Additional considerations for blood pressure management 5:
- Renin-angiotensin system inhibitors (ACE inhibitors or ARBs) are recommended based on pathophysiology
- Conventional antihypertensives alone (ACE inhibitors, ARBs, calcium channel blockers) may not achieve blood pressure targets without addressing the underlying hypercortisolism 1
- Hypokalemia correction is essential, as it contributes to arrhythmias (especially atrial fibrillation) and worsens hypertension 3
Definitive Treatment Approach
Surgical Management
Surgery is the first-line definitive treatment to remove the source of cortisol production (pituitary adenoma, adrenal tumor, or ectopic ACTH-producing tumor) 3, 1. This addresses the root cause and prevents long-term cardiovascular mortality, which is the primary cause of death in Cushing's syndrome 5, 6.
Medical Management
Medical therapy with steroidogenesis inhibitors is reserved for 3, 1:
- Non-surgical candidates
- Bridge to surgery to reduce perioperative risk
- Persistent disease after failed surgery
Available agents include 3:
- Ketoconazole or levoketoconazole (monitor liver function and QTc interval)
- Metyrapone
- Pasireotide LAR (high risk for hyperglycemia—use cautiously in diabetics)

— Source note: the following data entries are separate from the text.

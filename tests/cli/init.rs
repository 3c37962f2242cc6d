use anyhow::{Context, Result};
use serde_json::Value;

use crate::{CliTest, stderr, stdout};

#[test]
fn test_init_creates_config() -> Result<()> {
    let test = CliTest::new()?;

    let output = test.command().arg("init").output()?;
    assert_eq!(output.status.code(), Some(0));
    insta::assert_snapshot!(stdout(&output), @"✓ Created .lingofitrc.json");

    let content = test.read_file(".lingofitrc.json")?;
    let parsed: Value = serde_json::from_str(&content).context("Config should be valid JSON")?;
    assert_eq!(parsed["sourceLocale"], "en");
    assert_eq!(parsed["localesDir"], "public/locales");
    assert_eq!(parsed["maxContextLines"], 80);
    assert_eq!(parsed["maxDependencyDepth"], 3);
    assert!(parsed.get("oracle").is_some());

    Ok(())
}

#[test]
fn test_init_fails_if_exists() -> Result<()> {
    let test = CliTest::with_file(".lingofitrc.json", "{}")?;

    let output = test.command().arg("init").output()?;
    assert_eq!(output.status.code(), Some(1));
    assert!(stderr(&output).contains(".lingofitrc.json already exists"));
    assert_eq!(test.read_file(".lingofitrc.json")?, "{}");

    Ok(())
}

#[test]
fn test_init_config_is_immediately_usable() -> Result<()> {
    let test = CliTest::new()?;
    test.command().arg("init").output()?;
    test.write_file(
        "src/app.tsx",
        r#"export function App() { return <div>Test</div>; }"#,
    )?;

    let output = test.scan_command().output()?;
    assert!(
        output.status.success(),
        "scan should work with the initialized config. stderr: {}",
        stderr(&output)
    );

    Ok(())
}
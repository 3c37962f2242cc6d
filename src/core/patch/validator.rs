use std::path::Path;

use crate::core::parsers::jsx::parse_jsx_source;

#[derive(Debug, Clone, PartialEq, Eq)]
pub struct Validation {
    pub valid: bool,
    pub diagnostics: Vec<String>,
}

impl Validation {
    pub fn ok() -> Self {
        Self {
            valid: true,
            diagnostics: Vec::new(),
        }
    }

    pub fn invalid(diagnostic: impl Into<String>) -> Self {
        Self {
            valid: false,
            diagnostics: vec![diagnostic.into()],
        }
    }
}

/// Checks a rewritten file before it is written.
pub trait Validator: Send + Sync {
    fn validate(&self, path: &Path, content: &str) -> Validation;
}

/// Re-parses the rewritten content with the same syntax used for scanning.
#[derive(Debug, Clone, Copy, Default)]
pub struct SwcValidator;

impl Validator for SwcValidator {
    fn validate(&self, path: &Path, content: &str) -> Validation {
        match parse_jsx_source(content, path) {
            Ok(_) => Validation::ok(),
            Err(e) => Validation::invalid(format!("{:#}", e)),
        }
    }
}

#[cfg(test)]
mod tests {
    use super::*;

    #[test]
    fn test_valid_tsx() {
        let validation = SwcValidator.validate(
            Path::new("App.tsx"),
            "export const App = () => <p>{t('hello')}</p>;",
        );
        assert!(validation.valid);
    }

    #[test]
    fn test_broken_markup_is_invalid() {
        let validation = SwcValidator.validate(Path::new("App.tsx"), "const A = () => <p>{t('x'}</p>;");
        assert!(!validation.valid);
        assert_eq!(validation.diagnostics.len(), 1);
    }
}
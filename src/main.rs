use std::process::ExitCode;

use clap::Parser;
use lingofit::cli::{Arguments, ExitStatus};
use tracing_subscriber::EnvFilter;

fn main() -> ExitCode {
    let args = Arguments::parse();
    init_tracing(args.verbose());

    match lingofit::cli::run_cli(args) {
        Ok(status) => status.into(),
        Err(err) => {
            eprintln!("Error: {:#}", err);
            ExitStatus::Error.into()
        }
    }
}

/// Log to stderr. `LINGOFIT_LOG` takes an `EnvFilter` directive; without it
/// only warnings are shown, or debug output with `-v`.
fn init_tracing(verbose: bool) {
    let default = if verbose { "lingofit=debug" } else { "warn" };
    let filter = EnvFilter::try_from_env("LINGOFIT_LOG").unwrap_or_else(|_| EnvFilter::new(default));
    tracing_subscriber::fmt()
        .with_env_filter(filter)
        .with_writer(std::io::stderr)
        .with_target(false)
        .init();
}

- Mifepristone (for hyperglycemia associated with Cushing's syndrome)
Cardiovascular Risk Management
Thromboprophylaxis Considerations
Cushing's syndrome creates a hypercoagulable state 3:
- Consider prophylactic anticoagulation for patients with severe hypercortisolism, history of VTE, poor mobility, or current estrogen use
- Low molecular weight heparin is preferred over oral anticoagulants perioperatively
- Early ambulation and compression stockings for all patients
Long-term Cardiovascular Monitoring
Evaluate and treat according to high cardiovascular risk guidelines 3. Patients with Cushing's syndrome have increased mortality primarily from cardiovascular causes driven by the metabolic syndrome constellation 5, 6, 7:
- Hypertension (multifactorial pathogenesis)
- Diabetes and insulin resistance
- Dyslipidemia
- Visceral obesity
- Prothrombotic state
Critical point: Metabolic syndrome features can persist long after cortisol normalization, requiring continued aggressive management of cardiovascular risk factors 7.
Prevalence Context
While traditionally considered rare (10-15 per million), studies of patients with diabetes, obesity, and hypertension have found unexpectedly high prevalence of Cushing's syndrome in these populations 4. This supports aggressive screening in patients presenting with this clinical triad plus weakness and fatigue.